Along the way, he started to stockpile those sonic surprises, like the sampled attack in “Sunny’s Time”—suggesting a radically different tone than the smooth-sailing energy of Our Love. “In the process of making the record, a few of those things started to fall into place and I started to think things like, ‘Whoa, the transition from A to B is a kind of weird,’” he says. “As a producer, you say to yourself, ‘Am I going to smooth this transition out?’ But because of this inkling I had, I was like, ‘No, I’m going to emphasize it. I’m going to make it even more disorienting and sudden.’”

And he found a partner in that search for the startling: Colin Fisher, a multi-instrumentalist friend and former collaborator who colored many of the songs with ornamental layers of electric guitar and saxophone during one wild, three-day blitz.
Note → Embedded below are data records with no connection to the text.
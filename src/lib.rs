//! Build calculator and equipment optimizer core for Guild Wars 2
//! World vs World.
//!
//! The pipeline: an [`attributes::AttributeSet`] plus a list of
//! [`modifier::Modifier`]s and a [`context::CombatContext`] flow through the
//! [`stacker`] into [`build::EffectiveStats`]; the [`rotation`] scheduler
//! prices a skill sequence against those stats; the [`optimizer`] and
//! [`gear`] searches rank equipment choices on top.

pub mod attributes;
pub mod build;
pub mod calculators;
pub mod config;
pub mod context;
pub mod error;
pub mod gear;
pub mod modifier;
pub mod optimizer;
pub mod registry;
pub mod rotation;
pub mod stacker;

pub use error::SimError;
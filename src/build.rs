//! Build calculator: merge gear, traits, and boons into effective stats and
//! price individual skills

use crate::attributes::{
    calculate_all_derived_stats, Attribute, AttributeSet, DerivedStats, ProfessionHealthTier,
    FURY_CRIT_BONUS,
};
use crate::calculators::{average_strike_damage, condition_total_damage, healing};
use crate::context::{Boon, CombatContext};
use crate::error::SimError;
use crate::modifier::{DamageScope, EffectKind, Modifier};
use crate::rotation::Skill;
use crate::stacker::{stack_modifiers, ProcEffect};

/// Incoming damage reduction from protection at full uptime.
pub const PROTECTION_REDUCTION: f64 = 0.33;
/// Incoming damage reduction from resolution at full uptime, folded down
/// from its condition-only reduction.
pub const RESOLUTION_REDUCTION: f64 = 0.15;

/// Knobs that are per-evaluation rather than per-candidate.
#[derive(Debug, Clone, Copy)]
pub struct BuildSettings {
    /// Fraction of the fight each boon is assumed present, 0.0..=1.0.
    /// Might is exempt: its stacks are read from the context directly.
    pub boon_uptime: f64,
    pub health_tier: ProfessionHealthTier,
    pub weapon_strength: f64,
}

impl Default for BuildSettings {
    fn default() -> Self {
        BuildSettings {
            boon_uptime: 1.0,
            health_tier: ProfessionHealthTier::Medium,
            weapon_strength: 1000.0,
        }
    }
}

/// Final character sheet for one candidate: attributes after bonuses,
/// derived stats, and the damage/heal multipliers attached by the stacker.
#[derive(Debug, Clone)]
pub struct EffectiveStats {
    pub attributes: AttributeSet,
    pub derived: DerivedStats,
    pub strike_multiplier: f64,
    pub condition_multiplier: f64,
    pub all_multiplier: f64,
    pub incoming_multiplier: f64,
    pub outgoing_heal_multiplier: f64,
    pub incoming_heal_multiplier: f64,
    pub procs: Vec<ProcEffect>,
    pub active_modifiers: Vec<String>,
}

/// Convert the boons in the context into transient modifiers, scaled by
/// uptime. Might is excluded here (it is baked into the derived stats) and
/// quickness/alacrity are consumed by the rotation scheduler instead.
/// This partition is a fixed contract; moving might onto the modifier path
/// (or fury onto the baked path) changes every damage number downstream.
fn boon_modifiers(ctx: &CombatContext, uptime: f64) -> Vec<Modifier> {
    let uptime = uptime.clamp(0.0, 1.0);
    let mut mods = Vec::new();
    for (boon, _stacks) in ctx.active_boons() {
        match boon {
            Boon::Fury => {
                mods.push(Modifier::new(
                    "fury",
                    "boon",
                    EffectKind::CritChance,
                    FURY_CRIT_BONUS * uptime,
                ));
            }
            Boon::Protection => {
                mods.push(Modifier::damage(
                    "protection",
                    "boon",
                    DamageScope::Incoming,
                    -PROTECTION_REDUCTION * uptime,
                ));
            }
            Boon::Resolution => {
                mods.push(Modifier::damage(
                    "resolution",
                    "boon",
                    DamageScope::Incoming,
                    -RESOLUTION_REDUCTION * uptime,
                ));
            }
            // Might is baked into the derived stats; quickness and alacrity
            // act on the scheduler; the rest carry no priced effect.
            _ => {}
        }
    }
    mods
}

/// Merge base attributes with gear/trait modifiers and the context's boons,
/// run the stacker, and derive the final sheet. Pure: identical inputs and
/// an unmutated context give identical output.
pub fn calculate_effective_stats(
    base: &AttributeSet,
    modifiers: &[Modifier],
    ctx: &CombatContext,
    settings: &BuildSettings,
) -> EffectiveStats {
    let mut all_mods = boon_modifiers(ctx, settings.boon_uptime);
    all_mods.extend_from_slice(modifiers);
    let bonuses = stack_modifiers(&all_mods, ctx);

    let mut attrs = *base;
    for attr in Attribute::ALL {
        let flat = bonuses.flat_bonus(attr);
        let mult = bonuses.stat_multiplier(attr);
        let value = (attrs.get(attr) as f64 + flat) * mult;
        attrs.set(attr, value.round() as i32);
    }

    let might = ctx.boon_stacks(Boon::Might);
    let mut derived = calculate_all_derived_stats(&attrs, settings.health_tier, might, false);
    derived.crit_chance = (derived.crit_chance + bonuses.crit_chance_bonus).clamp(0.0, 1.0);
    derived.crit_damage += bonuses.crit_damage_bonus;
    derived.condition_duration_bonus =
        (derived.condition_duration_bonus + bonuses.condition_duration_bonus).min(1.0);
    derived.boon_duration_bonus =
        (derived.boon_duration_bonus + bonuses.boon_duration_bonus).min(1.0);

    EffectiveStats {
        attributes: attrs,
        derived,
        strike_multiplier: bonuses.strike_multiplier,
        condition_multiplier: bonuses.condition_multiplier,
        all_multiplier: bonuses.all_multiplier,
        incoming_multiplier: bonuses.incoming_multiplier,
        outgoing_heal_multiplier: bonuses.outgoing_heal_multiplier,
        incoming_heal_multiplier: bonuses.incoming_heal_multiplier,
        procs: bonuses.procs,
        active_modifiers: bonuses.active,
    }
}

/// Priced output of one skill cast against the context's target.
#[derive(Debug, Clone)]
pub struct SkillDamage {
    pub skill: String,
    pub strike: f64,
    pub condition: f64,
    /// Expected on-hit/on-crit proc damage, ungated by internal cooldowns.
    pub procs: f64,
    pub total: f64,
    pub effective_power: f64,
    pub crit_chance: f64,
    pub crit_damage: f64,
}

/// Expected damage of one cast: averaged strike damage through the target's
/// armor and vulnerability, plus declared condition applications.
pub fn calculate_skill_damage(
    skill: &Skill,
    stats: &EffectiveStats,
    ctx: &CombatContext,
    settings: &BuildSettings,
) -> Result<SkillDamage, SimError> {
    let derived = &stats.derived;
    let strike = average_strike_damage(
        settings.weapon_strength,
        derived.effective_power,
        skill.coefficient,
        ctx.target_armor,
        derived.crit_chance,
        derived.crit_damage,
        ctx.vulnerability_stacks(),
        &[stats.strike_multiplier, stats.all_multiplier],
    )?;

    let mut procs = 0.0;
    for p in &stats.procs {
        let gate = if p.on_crit { derived.crit_chance } else { 1.0 };
        procs += p.damage * p.chance * gate;
    }

    let condition = match &skill.condition_application {
        Some(app) => condition_total_damage(
            app.kind,
            derived.effective_condition_damage,
            app.stacks,
            app.base_duration,
            derived.condition_duration_bonus,
            ctx.target_has_resistance,
            &[stats.condition_multiplier, stats.all_multiplier],
        )?,
        None => 0.0,
    };

    Ok(SkillDamage {
        skill: skill.name.clone(),
        strike,
        condition,
        procs,
        total: strike + condition + procs,
        effective_power: derived.effective_power,
        crit_chance: derived.crit_chance,
        crit_damage: derived.crit_damage,
    })
}

/// Healing of one cast of the skill, zero when it has no heal profile.
pub fn calculate_skill_healing(
    skill: &Skill,
    stats: &EffectiveStats,
) -> Result<f64, SimError> {
    match &skill.heal {
        Some(profile) => healing(
            profile.base,
            stats.attributes.healing_power as f64,
            profile.coefficient,
            stats.outgoing_heal_multiplier,
            stats.incoming_heal_multiplier,
        ),
        None => Ok(0.0),
    }
}
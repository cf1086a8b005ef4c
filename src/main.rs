//! CLI entry point for the WvW build optimizer

use clap::{Parser, ValueEnum};
use mist_sim::{
    build::calculate_effective_stats,
    config::RequestConfig,
    gear::optimize_gear,
    optimizer::optimize_equipment,
    registry::{GameData, ItemRegistry, PresetTable, RotationTable},
};
use std::path::PathBuf;
use std::time::Instant;

#[derive(Debug, Clone, ValueEnum)]
enum OutputFormat {
    Text,
    Json,
}

#[derive(Parser, Debug)]
#[command(name = "mist-sim")]
#[command(version)]
#[command(about = "Build calculator and equipment optimizer for GW2 WvW", long_about = None)]
struct Args {
    /// Path to the build request file (YAML or JSON)
    #[arg(short, long)]
    request: PathBuf,

    /// Score candidates in parallel
    #[arg(short, long, default_value = "false")]
    parallel: bool,

    /// Output format
    #[arg(short, long, value_enum, default_value = "text")]
    output: OutputFormat,

    /// Also run the per-slot armor preset search
    #[arg(short, long, default_value = "false")]
    gear: bool,

    /// Show timing information
    #[arg(short, long, default_value = "false")]
    timing: bool,

    /// Debug: print effective stats for the bare request and exit
    #[arg(long, default_value = "false")]
    debug_stats: bool,
}

fn main() {
    tracing_subscriber::fmt()
        .with_env_filter(tracing_subscriber::EnvFilter::from_default_env())
        .init();

    let args = Args::parse();

    let config = match RequestConfig::from_file(&args.request) {
        Ok(c) => c,
        Err(e) => {
            eprintln!("Error loading request: {}", e);
            std::process::exit(1);
        }
    };

    let ctx = config.context();
    let settings = config.settings();
    let mut request = match config.to_request() {
        Ok(r) => r,
        Err(e) => {
            eprintln!("Error in request: {}", e);
            std::process::exit(1);
        }
    };
    request.constraints.parallel = args.parallel;

    if args.debug_stats {
        let stats = calculate_effective_stats(&request.base, &[], &ctx, &settings);
        println!("============================================================");
        println!("EFFECTIVE STATS ({:?})", request.role);
        println!("============================================================");
        println!("Power:          {}", stats.attributes.power);
        println!("Precision:      {}", stats.attributes.precision);
        println!("Ferocity:       {}", stats.attributes.ferocity);
        println!("Condition Dmg:  {}", stats.attributes.condition_damage);
        println!("Expertise:      {}", stats.attributes.expertise);
        println!("Concentration:  {}", stats.attributes.concentration);
        println!("Toughness:      {}", stats.attributes.toughness);
        println!("Vitality:       {}", stats.attributes.vitality);
        println!("Healing Power:  {}", stats.attributes.healing_power);
        println!();
        println!("Effective Power:{:.1}", stats.derived.effective_power);
        println!("Effective Cond: {:.1}", stats.derived.effective_condition_damage);
        println!("Crit Chance:    {:.4} ({:.2}%)", stats.derived.crit_chance, stats.derived.crit_chance * 100.0);
        println!("Crit Damage:    {:.4}", stats.derived.crit_damage);
        println!("Cond Duration:  +{:.2}%", stats.derived.condition_duration_bonus * 100.0);
        println!("Boon Duration:  +{:.2}%", stats.derived.boon_duration_bonus * 100.0);
        println!("Max Health:     {:.0}", stats.derived.max_health);
        println!("Strike Mult:    {:.4}", stats.strike_multiplier);
        println!("Condition Mult: {:.4}", stats.condition_multiplier);
        println!("Incoming Mult:  {:.4}", stats.incoming_multiplier);
        return;
    }

    let registry = ItemRegistry::standard();
    let presets = PresetTable::standard();
    let rotations = RotationTable::standard();
    let data = GameData {
        registry: &registry,
        presets: &presets,
        rotations: &rotations,
    };

    let start = Instant::now();
    let results = match optimize_equipment(&request, &data, &ctx, &settings) {
        Ok(r) => r,
        Err(e) => {
            eprintln!("Optimization failed: {}", e);
            std::process::exit(1);
        }
    };

    let gear_plan = if args.gear {
        match optimize_gear(
            request.role,
            request.constraints.mode,
            request.constraints.experience,
            &request.base,
            &presets,
        ) {
            Ok(plan) => Some(plan),
            Err(e) => {
                eprintln!("Gear search failed: {}", e);
                std::process::exit(1);
            }
        }
    } else {
        None
    };
    let elapsed = start.elapsed();

    match args.output {
        OutputFormat::Text => {
            println!("=== Equipment Optimization Results ===");
            println!("Role: {:?}", request.role);
            println!();
            for (rank, result) in results.iter().enumerate() {
                let c = &result.candidate;
                println!("#{} {} / {}", rank + 1, c.preset, c.relic.as_deref().unwrap_or("-"));
                println!("   Sigils:     {}", c.sigils.join(", "));
                if let Some(consumable) = &c.consumable {
                    println!("   Consumable: {}", consumable);
                }
                println!(
                    "   Overall: {:.1}  DPS: {:.1}  HPS: {:.1}  Survivability: {:.2}",
                    result.overall,
                    result.breakdown.rotation_dps,
                    result.breakdown.rotation_hps,
                    result.survivability
                );
                println!(
                    "   Effective Power: {:.0}  Crit: {:.1}% x{:.2}  Burst: {:.0}",
                    result.breakdown.effective_power,
                    result.breakdown.crit_chance * 100.0,
                    result.breakdown.crit_damage,
                    result.breakdown.burst_damage
                );
                println!();
            }
            if let Some(plan) = &gear_plan {
                println!("=== Armor Preset Plan ===");
                for assignment in &plan.slots {
                    println!("   {:10} {}", assignment.slot, assignment.preset);
                }
                println!(
                    "   Score: {:.1} after {} passes ({} unmet floors)",
                    plan.score, plan.passes, plan.unmet_floors
                );
                println!();
            }
            if args.timing {
                println!("--- Performance ---");
                println!("Total time: {:.3}s", elapsed.as_secs_f64());
            }
        }
        OutputFormat::Json => {
            let output = serde_json::json!({
                "role": request.role,
                "parallel": args.parallel,
                "elapsed_seconds": elapsed.as_secs_f64(),
                "results": results,
                "gear_plan": gear_plan,
            });
            println!("{}", serde_json::to_string_pretty(&output).unwrap());
        }
    }
}
fn relic_of_the_flock(_stacks: u32) -> Vec<Modifier> {
    vec![
        Modifier::new("flock", "Relic of the Flock", EffectKind::OutgoingHealing, 0.05),
        Modifier::flat("flock-concentration", "Relic of the Flock", Attribute::Concentration, 80.0),
    ]
}

fn relic_of_durability(_stacks: u32) -> Vec<Modifier> {
    vec![Modifier::damage(
        "durability",
        "Relic of Durability",
        DamageScope::Incoming,
        -0.07,
    )]
}

fn relic_of_the_defender(_stacks: u32) -> Vec<Modifier> {
    vec![Modifier::new(
        "defender",
        "Relic of the Defender",
        EffectKind::IncomingHealing,
        0.10,
    )]
}

fn steak_food(_stacks: u32) -> Vec<Modifier> {
    vec![
        Modifier::flat("steak-power", "Cilantro Lime Sous-Vide Steak", Attribute::Power, 100.0),
        Modifier::flat(
            "steak-ferocity",
            "Cilantro Lime Sous-Vide Steak",
            Attribute::Ferocity,
            70.0,
        ),
    ]
}

fn saobosa_food(_stacks: u32) -> Vec<Modifier> {
    vec![
        Modifier::flat(
            "saobosa-condition",
            "Red-Lentil Saobosa",
            Attribute::ConditionDamage,
            100.0,
        ),
        Modifier::flat("saobosa-expertise", "Red-Lentil Saobosa", Attribute::Expertise, 70.0),
    ]
}

fn fruit_salad_food(_stacks: u32) -> Vec<Modifier> {
    vec![
        Modifier::flat(
            "salad-healing",
            "Bowl of Fruit Salad with Mint Garnish",
            Attribute::HealingPower,
            100.0,
        ),
        Modifier::flat(
            "salad-concentration",
            "Bowl of Fruit Salad with Mint Garnish",
            Attribute::Concentration,
            70.0,
        ),
    ]
}

fn cornbread_food(_stacks: u32) -> Vec<Modifier> {
    vec![
        Modifier::flat(
            "cornbread-vitality",
            "Loaf of Candy Cactus Cornbread",
            Attribute::Vitality,
            100.0,
        ),
        Modifier::flat(
            "cornbread-toughness",
            "Loaf of Candy Cactus Cornbread",
            Attribute::Toughness,
            70.0,
        ),
    ]
}

fn standard_items() -> Vec<ItemSpec> {
    use ItemKind::*;
    use Role::*;
    let spec = |name: &str,
                kind: ItemKind,
                roles: &[Role],
                weapon_affinity: Option<WeaponType>,
                stackable: bool,
                factory: fn(u32) -> Vec<Modifier>| ItemSpec {
        name: name.to_string(),
        kind,
        roles: roles.to_vec(),
        weapon_affinity,
        stackable,
        factory,
    };
    vec![
        // Sigils
        spec("Superior Sigil of Force", Sigil, &[Damage], Some(WeaponType::Greatsword), false, sigil_of_force),
        spec("Superior Sigil of Impact", Sigil, &[Damage], Some(WeaponType::Hammer), false, sigil_of_impact),
        spec("Superior Sigil of Accuracy", Sigil, &[Damage], None, false, sigil_of_accuracy),
        spec("Superior Sigil of Bloodlust", Sigil, &[Damage], None, true, sigil_of_bloodlust),
        spec("Superior Sigil of Corruption", Sigil, &[Damage], Some(WeaponType::Scepter), true, sigil_of_corruption),
        spec("Superior Sigil of Bursting", Sigil, &[Damage], Some(WeaponType::Scepter), false, sigil_of_bursting),
        spec("Superior Sigil of Agony", Sigil, &[Damage], Some(WeaponType::ShortBow), false, sigil_of_agony),
        spec("Superior Sigil of Transference", Sigil, &[Healer, BoonSupport], Some(WeaponType::Staff), false, sigil_of_transference),
        spec("Superior Sigil of Concentration", Sigil, &[BoonSupport, Healer], None, false, sigil_of_concentration),
        spec("Superior Sigil of Life", Sigil, &[Healer], Some(WeaponType::Staff), true, sigil_of_life),
        spec("Superior Sigil of Momentum", Sigil, &[Tank], Some(WeaponType::Shield), true, sigil_of_momentum),
        // Relics
        spec("Relic of Fireworks", Relic, &[Damage], None, false, relic_of_fireworks),
        spec("Relic of the Thief", Relic, &[Damage], None, false, relic_of_the_thief),
        spec("Relic of the Aristocracy", Relic, &[Damage], None, false, relic_of_the_aristocracy),
        spec("Relic of the Monk", Relic, &[Healer, BoonSupport], None, false, relic_of_the_monk),
        spec("Relic of the Flock", Relic, &[Healer, BoonSupport], None, false, relic_of_the_flock),
        spec("Relic of Durability", Relic, &[Tank], None, false, relic_of_durability),
        spec("Relic of the Defender", Relic, &[Tank], None, false, relic_of_the_defender),
        // Consumables
        spec("Cilantro Lime Sous-Vide Steak", Consumable, &[Damage], None, false, steak_food),
        spec("Red-Lentil Saobosa", Consumable, &[Damage, Hybrid], None, false, saobosa_food),
        spec("Bowl of Fruit Salad with Mint Garnish", Consumable, &[Healer, BoonSupport], None, false, fruit_salad_food),
        spec("Loaf of Candy Cactus Cornbread", Consumable, &[Tank], None, false, cornbread_food),
    ]
}
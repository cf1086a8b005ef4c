//! Request structures for loading build files (YAML or JSON)

use std::collections::HashMap;
use std::fs;
use std::path::Path;

use serde::{Deserialize, Serialize};
use tracing::warn;

use crate::attributes::{Attribute, AttributeSet, ProfessionHealthTier};
use crate::build::BuildSettings;
use crate::context::{Boon, CombatContext, ConditionKind};
use crate::error::SimError;
use crate::optimizer::{Experience, GameMode, OptimizeRequest, SearchConstraints};
use crate::registry::{Role, WeaponType};
use crate::rotation::{ConditionApplication, HealProfile, Skill};

/// A skill as written in a request file.
#[derive(Debug, Clone, Serialize, Deserialize)]
pub struct SkillConfig {
    pub name: String,
    #[serde(default)]
    pub coefficient: f64,
    #[serde(default = "default_cast_time")]
    pub cast_time: f64,
    #[serde(default)]
    pub cooldown: f64,
    #[serde(default = "default_priority")]
    pub priority: i32,
    #[serde(default)]
    pub condition: Option<SkillConditionConfig>,
    #[serde(default)]
    pub heal: Option<SkillHealConfig>,
}

fn default_cast_time() -> f64 {
    0.75
}

fn default_priority() -> i32 {
    5
}

#[derive(Debug, Clone, Serialize, Deserialize)]
pub struct SkillConditionConfig {
    pub kind: String,
    pub stacks: u32,
    pub duration: f64,
}

#[derive(Debug, Clone, Serialize, Deserialize)]
pub struct SkillHealConfig {
    #[serde(default)]
    pub base: f64,
    #[serde(default)]
    pub coefficient: f64,
}

impl SkillConfig {
    pub fn to_skill(&self) -> Result<Skill, SimError> {
        let condition_application = match &self.condition {
            Some(c) => Some(ConditionApplication {
                kind: ConditionKind::from_name(&c.kind)
                    .ok_or_else(|| SimError::UnknownConditionKind(c.kind.clone()))?,
                stacks: c.stacks,
                base_duration: c.duration,
            }),
            None => None,
        };
        Ok(Skill {
            name: self.name.clone(),
            coefficient: self.coefficient,
            condition_application,
            heal: self.heal.as_ref().map(|h| HealProfile {
                base: h.base,
                coefficient: h.coefficient,
            }),
            cast_time: self.cast_time,
            cooldown: self.cooldown,
            priority: self.priority,
        })
    }
}

/// Free-form search constraints as written in a request file.
#[derive(Debug, Clone, Default, Serialize, Deserialize)]
#[serde(default)]
pub struct ConstraintConfig {
    pub mode: Option<String>,
    pub weapon: Option<String>,
    pub experience: Option<String>,
    pub sigil_stacks: Option<u32>,
    pub top_k: Option<usize>,
    pub presets: Vec<String>,
}

/// Fight assumptions the candidates are scored under.
#[derive(Debug, Clone, Serialize, Deserialize)]
#[serde(default)]
pub struct SituationConfig {
    pub might: u32,
    pub fury: bool,
    pub vulnerability: u32,
    pub target_armor: f64,
    pub flanking: bool,
    pub boon_uptime: f64,
    pub health_tier: ProfessionHealthTier,
    pub weapon_strength: f64,
}

impl Default for SituationConfig {
    fn default() -> Self {
        SituationConfig {
            might: 25,
            fury: true,
            vulnerability: 25,
            target_armor: crate::context::DEFAULT_TARGET_ARMOR,
            flanking: false,
            boon_uptime: 1.0,
            health_tier: ProfessionHealthTier::Medium,
            weapon_strength: 1000.0,
        }
    }
}

/// Full request loaded from a YAML or JSON file.
#[derive(Debug, Clone, Serialize, Deserialize)]
pub struct RequestConfig {
    pub role: Role,
    #[serde(default)]
    pub profession: Option<String>,
    #[serde(default)]
    pub elite_spec: Option<String>,
    /// Attribute name -> points, on top of the naked character base.
    #[serde(default)]
    pub attributes: HashMap<String, i32>,
    #[serde(default)]
    pub skills: Vec<SkillConfig>,
    #[serde(default)]
    pub constraints: ConstraintConfig,
    #[serde(default)]
    pub situation: SituationConfig,
}

impl RequestConfig {
    /// Load a request from a file, sniffing JSON vs YAML by extension.
    pub fn from_file<P: AsRef<Path>>(path: P) -> Result<Self, SimError> {
        let content = fs::read_to_string(&path)?;
        let path_str = path.as_ref().to_string_lossy().to_lowercase();
        if path_str.ends_with(".json") {
            Ok(serde_json::from_str(&content)?)
        } else {
            Ok(serde_yaml::from_str(&content)?)
        }
    }

    pub fn from_json(json: &str) -> Result<Self, SimError> {
        Ok(serde_json::from_str(json)?)
    }

    /// Character base plus the named attribute entries. Unrecognized keys
    /// are logged and skipped.
    pub fn base_attributes(&self) -> AttributeSet {
        let mut attrs = AttributeSet::character_base();
        for (name, value) in &self.attributes {
            match Attribute::from_name(name) {
                Some(attr) => attrs.add(attr, *value),
                None => warn!(attribute = %name, "ignoring unknown attribute in request"),
            }
        }
        attrs
    }

    pub fn skills(&self) -> Result<Vec<Skill>, SimError> {
        self.skills.iter().map(SkillConfig::to_skill).collect()
    }

    pub fn search_constraints(&self) -> Result<SearchConstraints, SimError> {
        let defaults = SearchConstraints::default();
        let mode = match &self.constraints.mode {
            Some(s) => {
                GameMode::from_name(s).ok_or_else(|| SimError::UnknownGameMode(s.clone()))?
            }
            None => defaults.mode,
        };
        let weapon = match &self.constraints.weapon {
            Some(s) => Some(
                WeaponType::from_name(s).ok_or_else(|| SimError::UnknownWeaponType(s.clone()))?,
            ),
            None => None,
        };
        let experience = match &self.constraints.experience {
            Some(s) => {
                Experience::from_name(s).ok_or_else(|| SimError::UnknownExperience(s.clone()))?
            }
            None => defaults.experience,
        };
        Ok(SearchConstraints {
            mode,
            weapon,
            experience,
            sigil_stacks: self.constraints.sigil_stacks.unwrap_or(defaults.sigil_stacks),
            top_k: self.constraints.top_k.unwrap_or(defaults.top_k),
            presets: self.constraints.presets.clone(),
            parallel: false,
        })
    }

    /// The scoring context described by the situation block.
    pub fn context(&self) -> CombatContext {
        let mut ctx = CombatContext::new().with_target_armor(self.situation.target_armor);
        if self.situation.might > 0 {
            ctx.add_boon(Boon::Might, self.situation.might);
        }
        if self.situation.fury {
            ctx.add_boon(Boon::Fury, 1);
        }
        if self.situation.vulnerability > 0 {
            ctx.add_target_condition(ConditionKind::Vulnerability, self.situation.vulnerability);
        }
        ctx.flanking = self.situation.flanking;
        ctx.record_action("weapon_skill");
        ctx
    }

    pub fn settings(&self) -> BuildSettings {
        BuildSettings {
            boon_uptime: self.situation.boon_uptime,
            health_tier: self.situation.health_tier,
            weapon_strength: self.situation.weapon_strength,
        }
    }

    /// Assemble the optimizer request.
    pub fn to_request(&self) -> Result<OptimizeRequest, SimError> {
        Ok(OptimizeRequest {
            base: self.base_attributes(),
            skills: self.skills()?,
            role: self.role,
            profession: self.profession.clone(),
            elite_spec: self.elite_spec.clone(),
            constraints: self.search_constraints()?,
        })
    }
}

#[cfg(test)]
mod tests {
    use super::*;

    const SAMPLE_YAML: &str = r#"
role: dps
profession: warrior
elite_spec: spellbreaker
attributes:
  power: 1200
  precision: 800
skills:
  - name: Breaching Strike
    coefficient: 1.25
    cast_time: 0.5
    cooldown: 8
    priority: 1
  - name: Scepter Bleed
    coefficient: 0.4
    condition:
      kind: bleeding
      stacks: 2
      duration: 6
constraints:
  mode: zerg
  weapon: hammer
  experience: veteran
  top_k: 3
"#;

    #[test]
    fn yaml_request_round_trip() {
        let config: RequestConfig = serde_yaml::from_str(SAMPLE_YAML).unwrap();
        assert_eq!(config.role, Role::Damage);
        let attrs = config.base_attributes();
        assert_eq!(attrs.power, 2200);
        assert_eq!(attrs.precision, 1800);

        let skills = config.skills().unwrap();
        assert_eq!(skills.len(), 2);
        assert_eq!(
            skills[1].condition_application.unwrap().kind,
            ConditionKind::Bleeding
        );

        let constraints = config.search_constraints().unwrap();
        assert_eq!(constraints.mode, GameMode::Zerg);
        assert_eq!(constraints.weapon, Some(WeaponType::Hammer));
        assert_eq!(constraints.experience, Experience::Veteran);
        assert_eq!(constraints.top_k, 3);
    }

    #[test]
    fn role_parsing_accepts_common_spellings() {
        for (spelling, expected) in [
            ("\"DPS\"", Role::Damage),
            ("\"heal\"", Role::Healer),
            ("\"boon-support\"", Role::BoonSupport),
            ("\"support\"", Role::BoonSupport),
        ] {
            let role: Role = serde_yaml::from_str(spelling).unwrap();
            assert_eq!(role, expected, "spelling {spelling}");
        }
        assert!(serde_yaml::from_str::<Role>("\"carry\"").is_err());
    }

    #[test]
    fn unknown_condition_kind_is_an_error() {
        let config = SkillConfig {
            name: "broken".to_string(),
            coefficient: 1.0,
            cast_time: 1.0,
            cooldown: 0.0,
            priority: 1,
            condition: Some(SkillConditionConfig {
                kind: "charm".to_string(),
                stacks: 1,
                duration: 3.0,
            }),
            heal: None,
        };
        assert!(matches!(
            config.to_skill(),
            Err(SimError::UnknownConditionKind(_))
        ));
    }

    #[test]
    fn unknown_mode_is_an_error() {
        let mut config: RequestConfig = serde_yaml::from_str(SAMPLE_YAML).unwrap();
        config.constraints.mode = Some("raiding".to_string());
        assert!(matches!(
            config.search_constraints(),
            Err(SimError::UnknownGameMode(_))
        ));
    }

    #[test]
    fn situation_defaults_describe_a_buffed_fight() {
        let config: RequestConfig = serde_yaml::from_str(SAMPLE_YAML).unwrap();
        let ctx = config.context();
        assert_eq!(ctx.boon_stacks(Boon::Might), 25);
        assert!(ctx.has_boon(Boon::Fury));
        assert_eq!(ctx.vulnerability_stacks(), 25);
        assert_eq!(ctx.target_armor, crate::context::DEFAULT_TARGET_ARMOR);
    }
}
“I knew, early on, that he’d be a great person to add a lot of unexpected things, and that’s a theme of this album,” Snaith says. “He’s just a remarkable player and listener. He plays improvised music, so he’s really good at responding and is very open to lots of different contexts and genres. The thing that made me call him up is that I heard a Steve Vai-style guitar solo at the end of ‘You and I’ in my head, and I was like, ‘That would be such an unusual but, somehow appropriate, thing to try out.’ I knew he wouldn’t just be coming over to add that, so I picked out a few other places where I could have him improvise little bits and pieces. The album was probably 75-percent done, but I still didn’t have a clear picture of where it was heading. When Steve arrived, he was completely jetlagged. He hadn’t heard any of the music before, and he still ended up recording on six or seven tracks. We went to two music festivals while he was here, and I played at Fabric, this big club, until like 5:00 in the morning. It was a crazy blur, but it was the catalyst for finishing so many tracks.”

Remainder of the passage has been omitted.